Sirk ne croit pas si bien dire et va découvrir en George Sanders un acteur subtil aux mille facettes, l’incarnation même du cynique cauteleux, séducteur invétéré et manipulateur, véritable « parangon de malhonnêteté ». « Il avait en lui ce juste degré d’ironie fine, d’arrogance et d’aplomb qui convenait au rôle. Au fond, j’ai toujours pensé qu’il était remarquable quelque fût le rôle qu’il ait pu tenir à l’écran » (1).

La singularité du film réside dans cette narration tout en nuances – bien qu’en pointillés – d’une tranche de vie aventurière autant qu’asociale. Et Sanders semble s’acquitter de ce rôle avec une « délectation morose » qui force l’admiration. Issu d’une haute lignée aristocratique russe, George Sanders présentait une nature idiosyncratique qui pouvait décontenancer. Il est souvent décrit en négatif comme une personnalité dédaigneuse, excentrique, cynique et glacée, mais toujours charmeuse et au snobisme distingué. Le réalisateur germanique ne cache pas son admiration pour cet acteur qui ne cesse de dérouter par son comportement pour le moins énigmatique. Sirk le dépeint comme une personnalité complexe, tiraillée entre une forme d’arrogance affichée et d’affectation blasée : « un homme cultivant l’ironie qui semblait vivre dans l’indolence. Féru d’astronomie et d’arithmétique, il pouvait passer des journées entières à tracer des plans sur la
comète pour trouver les moyens de contourner le fisc et ne pas payer ses créances » 
(1)

Au vrai, le rôle de Vidocq semble fait sur mesure pour un acteur qui sait par ailleurs déployer des trésors de cabotinage dans ses rôles. Le film tourne à la farce histrionique. Douglas Sirk prend des privautés avec l’ordonnancement du récit pour en surtout retenir les traits d’esprit qui émaillent cette affabulation des trente premières années du policier voleur.
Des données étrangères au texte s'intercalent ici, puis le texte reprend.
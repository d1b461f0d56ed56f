//! Entry-point resolution against the asset tree.

use crate::assets::{AssetFs, FileMeta, normalize_logical};

/// Script extensions tried for extensionless imports, in preference order.
///
/// Imports of JSON, CSS and the like are expected to carry their extension.
pub const SCRIPT_EXTENSIONS: [&str; 4] = [".js", ".ts", ".tsx", ".jsx"];

/// Resolves a logical import path to a single file in the asset tree.
///
/// Order, first match wins:
/// 1. the path as given, if it is a regular file;
/// 2. the path with each script extension appended, then `index.esm` when the
///    last segment is `index`;
/// 3. `index` then `index.esm` inside the path, if it is a directory;
/// 4. for `foo.js`, the other script extensions on `foo`.
pub fn resolve_component(fs: &dyn AssetFs, import_path: &str) -> Option<FileMeta> {
    let import_path = normalize_logical(import_path)?;
    if import_path.is_empty() {
        return None;
    }

    let stat = fs.stat(&import_path);
    if let Some(meta) = stat.as_ref().filter(|m| !m.is_dir) {
        return Some(meta.clone());
    }

    let find_first = |base: &str| -> Option<FileMeta> {
        SCRIPT_EXTENSIONS
            .iter()
            // foo.js must never resolve to foo.js.js
            .filter(|ext| !import_path.ends_with(*ext))
            .find_map(|ext| fs.stat(&format!("{base}{ext}")).filter(|m| !m.is_dir))
    };

    if let Some(found) = find_first(&import_path) {
        return Some(found);
    }

    let base = import_path.rsplit('/').next().unwrap_or(&import_path);
    if base == "index" {
        if let Some(found) = find_first(&format!("{import_path}.esm")) {
            return Some(found);
        }
    }

    if stat.is_some_and(|m| m.is_dir) {
        return find_first(&format!("{import_path}/index"))
            .or_else(|| find_first(&format!("{import_path}/index.esm")));
    }

    import_path
        .strip_suffix(".js")
        .and_then(|stem| find_first(stem))
}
Un récit cousu de fil blanc et d’une étrangeté bouffonne

Les allégories surréalistes abondent (St Georges terrassant le dragon, l’épisode de la jarretière, celui du lys fané) qui conduiront à la conversion du brigand dans une tension apaisée. La jarretière sertie de rubis, adroitement subtilisée à sa détentrice, est l’objet du délit. Les bijoux spoliés sont restitués à leurs légitimes propriétaires. La faune à la solde de Vidocq retrouve le droit chemin. Le policier fraîchement promu reconnaît publiquement ses vilenies et la morale est sauve.Tout est bien qui finit trop bien. Le bien sort vainqueur de son combat éternel avec le mal : le chevaleresque Sanders pourfend le fétide dragon Akim Tamiroff de sa lance pacificatrice. Pour comble d’ironie, la mascotte du film n’est autre qu’un ouistiti facétieux prénommé Satan qui aura le mot de la fin dans une ultime pirouette, puisque les hommes ne sont décidément pas des saints.

 

 

Cependant, l’histoire paraît cousue de fil blanc et d’une étrangeté bouffonne qui donne trop à voir le symbole. On serait en droit de rester sur notre faim, n’étaient les trouvailles visuelles expressionnistes d’Eugène Schüfftan, célèbre directeur de la photographie (entre autres pour Ophüls et Lang), jouant sur un registre de clairs-obscurs et de cadrages penchés notamment dans la scène pénultième où Riquet (Gene Loghart, dans un rôle de fantoche qui rappelle en sous-main celui qu’il tenait dans Les bourreaux meurent aussi de Fritz Lang), chef de police évincé, se grime en colporteur-oiseleur grotesque afin de confondre, pour le coup dans tous les sens du terme, sa femme volage dans les bras d’un mannequin aperçus en ombres chinoises.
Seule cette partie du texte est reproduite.